Según el especialista en derecho administrativo, Gerardo Campuzano, la alcaldía está inhabilitada para hacer inversiones en una invasión. “Lo único que puede hacer es desalojarlas”, explicó. Precisó que si bien una sentencia de la Corte Constitucional y la misma ley señalan que toda persona tiene derecho a gozar de servicios públicos, esto no puede ser tomado por las alcaldías para promover o validar las invasiones (ver recuadro).

El único servicio público con el que cuentan en este asentamiento es el de energía eléctrica, el cual fue normalizado por la empresa Centrales Eléctricas de Norte de Santander (Cens-Epm), en cumplimiento de la Ley 142 de 1994, que establece que cualquier ciudadano colombiano está en su derecho de disfrutar de los servicios públicos domiciliarios, independientemente de la condición en que viva en el predio. El alumbrado es un servicio público, pero no de carácter domiciliario.

El ingeniero Alfonso Peñuela, de la compañía eléctrica, explicó, sin embargo, que las redes que se instalan en los asentamientos subnormales, como La Fortaleza, son temporales, dado que si en algún momento se debe desalojar, pues entonces proceden al desmonte inmediato. 

“Cumplimos la ley, pero además les minimizamos el riesgo eléctrico a las comunidades, que corrían peligro al estar colgadas irregularmente a la red”, dijo.

Peñuela agregó que dotar del servicio a un ciudadano no quiere decir que se le titule la propiedad, eso le concierne a las autoridades competentes.

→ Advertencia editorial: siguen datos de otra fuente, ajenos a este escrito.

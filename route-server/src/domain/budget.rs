//! Travel-time budget type.

use std::fmt;

use serde::{Deserialize, Serialize};

/// Error returned when a budget falls outside `[1, 60]` minutes.
#[derive(Debug, Clone, PartialEq, Eq, thiserror::Error)]
#[error("invalid reachability budget {minutes}: must be between 1 and 60 minutes")]
pub struct InvalidBudget {
    minutes: u32,
}

/// A cycling travel-time budget in whole minutes.
///
/// The domain is `[1, 60]`, which is also the search space of the
/// distance estimator. Any `ReachabilityBudget` value is inside the domain.
///
/// # Examples
///
/// ```
/// use route_server::domain::ReachabilityBudget;
///
/// let budget = ReachabilityBudget::new(30).unwrap();
/// assert_eq!(budget.minutes(), 30);
///
/// assert!(ReachabilityBudget::new(0).is_err());
/// assert!(ReachabilityBudget::new(61).is_err());
/// ```
#[derive(Clone, Copy, PartialEq, Eq, PartialOrd, Ord, Hash, Serialize, Deserialize)]
#[serde(try_from = "u32", into = "u32")]
pub struct ReachabilityBudget(u8);

impl ReachabilityBudget {
    /// Smallest budget in the domain.
    pub const MIN: Self = Self(1);

    /// Largest budget in the domain. Also the estimator's "not confirmed" answer.
    pub const MAX: Self = Self(60);

    /// Budget enforced between consecutive route stops unless configured otherwise.
    pub const DEFAULT_POLICY: Self = Self(30);

    /// Create a budget, rejecting values outside `[1, 60]`.
    pub fn new(minutes: u32) -> Result<Self, InvalidBudget> {
        if (Self::MIN.0 as u32..=Self::MAX.0 as u32).contains(&minutes) {
            Ok(Self(minutes as u8))
        } else {
            Err(InvalidBudget { minutes })
        }
    }

    /// The budget in minutes.
    pub fn minutes(self) -> u32 {
        self.0 as u32
    }
}

impl TryFrom<u32> for ReachabilityBudget {
    type Error = InvalidBudget;

    fn try_from(minutes: u32) -> Result<Self, Self::Error> {
        Self::new(minutes)
    }
}

impl From<ReachabilityBudget> for u32 {
    fn from(budget: ReachabilityBudget) -> Self {
        budget.minutes()
    }
}

impl fmt::Debug for ReachabilityBudget {
    fn fmt(&self, f: &mut fmt::Formatter<'_>) -> fmt::Result {
        write!(f, "ReachabilityBudget({}min)", self.0)
    }
}

impl fmt::Display for ReachabilityBudget {
    fn fmt(&self, f: &mut fmt::Formatter<'_>) -> fmt::Result {
        write!(f, "{} min", self.0)
    }
}

#[cfg(test)]
mod tests {
    use super::*;

    #[test]
    fn domain_bounds() {
        assert!(ReachabilityBudget::new(1).is_ok());
        assert!(ReachabilityBudget::new(60).is_ok());
        assert!(ReachabilityBudget::new(0).is_err());
        assert!(ReachabilityBudget::new(61).is_err());
        assert!(ReachabilityBudget::new(u32::MAX).is_err());
    }

    #[test]
    fn constants() {
        assert_eq!(ReachabilityBudget::MIN.minutes(), 1);
        assert_eq!(ReachabilityBudget::MAX.minutes(), 60);
        assert_eq!(ReachabilityBudget::DEFAULT_POLICY.minutes(), 30);
    }

    #[test]
    fn ordering_follows_minutes() {
        let a = ReachabilityBudget::new(17).unwrap();
        let b = ReachabilityBudget::new(31).unwrap();
        assert!(a < b);
        assert!(b > ReachabilityBudget::DEFAULT_POLICY);
    }

    #[test]
    fn error_display() {
        let err = ReachabilityBudget::new(90).unwrap_err();
        assert_eq!(
            err.to_string(),
            "invalid reachability budget 90: must be between 1 and 60 minutes"
        );
    }

    #[test]
    fn serde_rejects_out_of_range() {
        let ok: ReachabilityBudget = serde_json::from_str("45").unwrap();
        assert_eq!(ok.minutes(), 45);
        assert!(serde_json::from_str::<ReachabilityBudget>("0").is_err());
        assert_eq!(serde_json::to_string(&ok).unwrap(), "45");
    }

    #[test]
    fn display_and_debug() {
        let budget = ReachabilityBudget::new(12).unwrap();
        assert_eq!(budget.to_string(), "12 min");
        assert_eq!(format!("{:?}", budget), "ReachabilityBudget(12min)");
    }
}
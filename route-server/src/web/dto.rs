//! Data transfer objects for web requests and responses.

use serde::{Deserialize, Serialize};

use crate::catalog::RefreshReport;
use crate::domain::{Source, Station};
use crate::route::{Route, RouteError};

/// A station as shown to clients.
#[derive(Debug, Serialize)]
pub struct StationView {
    pub id: String,
    pub latitude: f64,
    pub longitude: f64,
    pub name: String,
    pub address: String,
    pub status: String,
    pub total_bikes: u32,
    pub ebikes: u32,
    pub regular_bikes: u32,
    pub source: Source,
}

impl StationView {
    pub fn from_station(station: &Station) -> Self {
        Self {
            id: station.id.to_string(),
            latitude: station.location.latitude,
            longitude: station.location.longitude,
            name: station.name.clone(),
            address: station.address.clone(),
            status: station.status.clone(),
            total_bikes: station.total_bikes(),
            ebikes: station.ebikes(),
            regular_bikes: station.regular_bikes(),
            source: station.source,
        }
    }
}

/// Response listing every station.
#[derive(Debug, Serialize)]
pub struct StationListResponse {
    pub stations: Vec<StationView>,
    pub last_refresh: Option<RefreshReport>,
}

/// The current route, in visiting order.
#[derive(Debug, Serialize)]
pub struct RouteView {
    pub stations: Vec<StationView>,
}

impl RouteView {
    pub fn from_route(route: &Route) -> Self {
        Self {
            stations: route
                .stations()
                .iter()
                .map(|s| StationView::from_station(s))
                .collect(),
        }
    }
}

/// Query for raw isochrones.
#[derive(Debug, Deserialize)]
pub struct IsochroneQuery {
    /// Comma-separated contour minutes, e.g. `10,20,30`
    pub contours: Option<String>,
}

/// Error response body.
#[derive(Debug, Serialize)]
pub struct ErrorResponse {
    pub error: String,

    /// Machine-readable reason for route rejections
    #[serde(skip_serializing_if = "Option::is_none")]
    pub reason: Option<&'static str>,

    /// Minutes the rejected hop needs, for `too_far`
    #[serde(skip_serializing_if = "Option::is_none")]
    pub required_minutes: Option<u32>,

    /// Policy limit in minutes, for `too_far`
    #[serde(skip_serializing_if = "Option::is_none")]
    pub limit_minutes: Option<u32>,
}

impl ErrorResponse {
    pub fn message(error: impl Into<String>) -> Self {
        Self {
            error: error.into(),
            reason: None,
            required_minutes: None,
            limit_minutes: None,
        }
    }

    pub fn from_route_error(err: &RouteError) -> Self {
        let mut body = Self::message(err.to_string());
        match err {
            RouteError::TooFar {
                required, limit, ..
            } => {
                body.reason = Some("too_far");
                body.required_minutes = Some(required.minutes());
                body.limit_minutes = Some(limit.minutes());
            }
            RouteError::AlreadySelected(_) => body.reason = Some("already_selected"),
            RouteError::Cancelled(_) => body.reason = Some("cancelled"),
        }
        body
    }
}

#[cfg(test)]
mod tests {
    use super::*;
    use crate::domain::{BikeCounts, Point, ReachabilityBudget, StationId};

    #[test]
    fn station_view_exposes_counts() {
        let station = Station {
            id: StationId::provider_a(1),
            location: Point::new(47.3769, 8.5417),
            name: "Hauptbahnhof".to_string(),
            address: "Bahnhofplatz".to_string(),
            status: "Active".to_string(),
            bikes: BikeCounts::new(1, 3),
            source: Source::Both,
        };

        let json = serde_json::to_value(StationView::from_station(&station)).unwrap();
        assert_eq!(json["id"], "a:1");
        assert_eq!(json["total_bikes"], 4);
        assert_eq!(json["ebikes"], 1);
        assert_eq!(json["regular_bikes"], 3);
        assert_eq!(json["source"], "both");
    }

    #[test]
    fn too_far_error_body() {
        let err = RouteError::TooFar {
            from: StationId::provider_a(1),
            to: StationId::provider_a(2),
            required: ReachabilityBudget::new(44).unwrap(),
            limit: ReachabilityBudget::DEFAULT_POLICY,
        };

        let json = serde_json::to_value(ErrorResponse::from_route_error(&err)).unwrap();
        assert_eq!(json["reason"], "too_far");
        assert_eq!(json["required_minutes"], 44);
        assert_eq!(json["limit_minutes"], 30);
    }

    #[test]
    fn plain_error_body_omits_details() {
        let json = serde_json::to_value(ErrorResponse::message("boom")).unwrap();
        assert_eq!(json, serde_json::json!({"error": "boom"}));
    }
}
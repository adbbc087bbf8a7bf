//! Mapbox isochrone and directions client.
//!
//! Two Mapbox APIs back the route builder:
//! - the Isochrone API answers "where can I cycle to from here within N
//!   minutes?" as a set of polygons;
//! - the Directions API gives distance, duration and path geometry for a
//!   single cycling leg.
//!
//! Both are treated as external collaborators: their geometry is forwarded
//! untouched to whoever renders it.

mod client;
mod error;
mod types;

pub use client::{MapboxClient, MapboxConfig};
pub use error::MapboxError;
pub use types::{Directions, DirectionsResponse, DirectionsRoute};
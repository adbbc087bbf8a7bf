//! Domain types for the bike route builder.
//!
//! Like the rest of the crate, these types enforce their invariants at
//! construction time: a `ReachabilityBudget` is always inside its domain and
//! a `Station`'s bike total always equals the sum of its parts.

mod budget;
mod point;
mod station;

pub use budget::{InvalidBudget, ReachabilityBudget};
pub use point::{MergeKey, Point};
pub use station::{BikeCounts, InvalidStationId, Source, Station, StationId};
//! Canonical bike-share station.

use std::fmt;
use std::ops::Add;

use serde::{Deserialize, Serialize};

use super::point::Point;

/// Error returned when parsing an empty or malformed station id.
#[derive(Debug, Clone, PartialEq, Eq, thiserror::Error)]
#[error("invalid station id: {reason}")]
pub struct InvalidStationId {
    reason: &'static str,
}

/// Stable station identity, scoped by the provider that first reported it.
///
/// Provider A ids are numeric and become `a:<id>`; provider B ids are opaque
/// strings and become `b:<id>`. Scoping keeps the two id spaces from
/// colliding after a merge.
///
/// ```
/// use route_server::domain::StationId;
///
/// assert_eq!(StationId::provider_a(17).as_str(), "a:17");
/// assert_eq!(StationId::provider_b("v1").as_str(), "b:v1");
/// assert!(StationId::parse("a:17").is_ok());
/// assert!(StationId::parse("  ").is_err());
/// ```
#[derive(Clone, PartialEq, Eq, Hash, PartialOrd, Ord, Serialize, Deserialize)]
#[serde(transparent)]
pub struct StationId(String);

impl StationId {
    pub fn provider_a(id: u64) -> Self {
        Self(format!("a:{id}"))
    }

    pub fn provider_b(id: &str) -> Self {
        Self(format!("b:{}", id.trim()))
    }

    /// Parse an id as it appears in selection events.
    pub fn parse(s: &str) -> Result<Self, InvalidStationId> {
        let s = s.trim();
        if s.is_empty() {
            return Err(InvalidStationId {
                reason: "must not be empty",
            });
        }
        if s.chars().any(|c| c.is_control() || c == '/') {
            return Err(InvalidStationId {
                reason: "must not contain control characters or '/'",
            });
        }
        Ok(Self(s.to_string()))
    }

    pub fn as_str(&self) -> &str {
        &self.0
    }
}

impl fmt::Debug for StationId {
    fn fmt(&self, f: &mut fmt::Formatter<'_>) -> fmt::Result {
        write!(f, "StationId({})", self.0)
    }
}

impl fmt::Display for StationId {
    fn fmt(&self, f: &mut fmt::Formatter<'_>) -> fmt::Result {
        f.write_str(&self.0)
    }
}

/// Which provider(s) reported a station.
#[derive(Debug, Clone, Copy, PartialEq, Eq, Hash, Serialize, Deserialize)]
#[serde(rename_all = "camelCase")]
pub enum Source {
    ProviderA,
    ProviderB,
    Both,
}

/// Bikes available at a dock.
///
/// The total is always derived, so it cannot drift from its parts.
#[derive(Debug, Clone, Copy, Default, PartialEq, Eq, Serialize, Deserialize)]
pub struct BikeCounts {
    pub ebikes: u32,
    pub regular: u32,
}

impl BikeCounts {
    pub fn new(ebikes: u32, regular: u32) -> Self {
        Self { ebikes, regular }
    }

    pub fn total(&self) -> u32 {
        self.ebikes.saturating_add(self.regular)
    }
}

impl Add for BikeCounts {
    type Output = Self;

    fn add(self, rhs: Self) -> Self {
        Self {
            ebikes: self.ebikes.saturating_add(rhs.ebikes),
            regular: self.regular.saturating_add(rhs.regular),
        }
    }
}

/// A bike-share dock as seen after both provider feeds have been merged.
///
/// Stations are built by the merger and then shared read-only (usually
/// behind an `Arc`) until the next catalog refresh replaces them.
#[derive(Debug, Clone, PartialEq, Serialize, Deserialize)]
pub struct Station {
    pub id: StationId,
    pub location: Point,
    pub name: String,
    pub address: String,
    pub status: String,
    pub bikes: BikeCounts,
    pub source: Source,
}

impl Station {
    pub fn total_bikes(&self) -> u32 {
        self.bikes.total()
    }

    pub fn ebikes(&self) -> u32 {
        self.bikes.ebikes
    }

    pub fn regular_bikes(&self) -> u32 {
        self.bikes.regular
    }
}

La gerente del Consorcio Alumbrado Público San José de Cúcuta, Marcela Quintero, aseguró que no se ha instalado el primer poste en La Fortaleza ni en las demás asentamientos subnormales.

Dijo que los trabajos que se vayan a adelantar en estos asentamientos dependerán del apoyo de Cens-Epm en la instalación de los transformadores.

No obstante, en la ciudad reina la duda de si el municipio está facultado para hacer inversión en este tipo de comunidades sin legalizar. 

La opinión de un experto

El veedor ciudadano Carlos Castro llamó la atención en lo que tiene que ver con los alcances de la sentencia de la Corte Constitucional. 

Dijo que no se puede tomar el fallo como una fórmula para promover invasiones. La Corte es clara al decir que los servicios públicos son esenciales y por eso no se pueden negar. Pero, de todas formas las invasiones en la ciudad son recurrentes, a tal punto que en los últimos cinco años han nacido más de cien en las escarpas.

Es cierto que en una ciudad como Cúcuta se volvió costumbre ocupar terrenos para luego vendérselos a personas que en realidad necesitan un lote. Sin embargo, la misión del gobierno es frenar que caigan más incautos, impedir que sigan apareciendo más invasiones. Lo que pasa es que si alguien es engañado con un programa fallido de vivienda, lo mínimo que debe hacer el Municipio es garantizarle a esta familia el acceso a los servicios.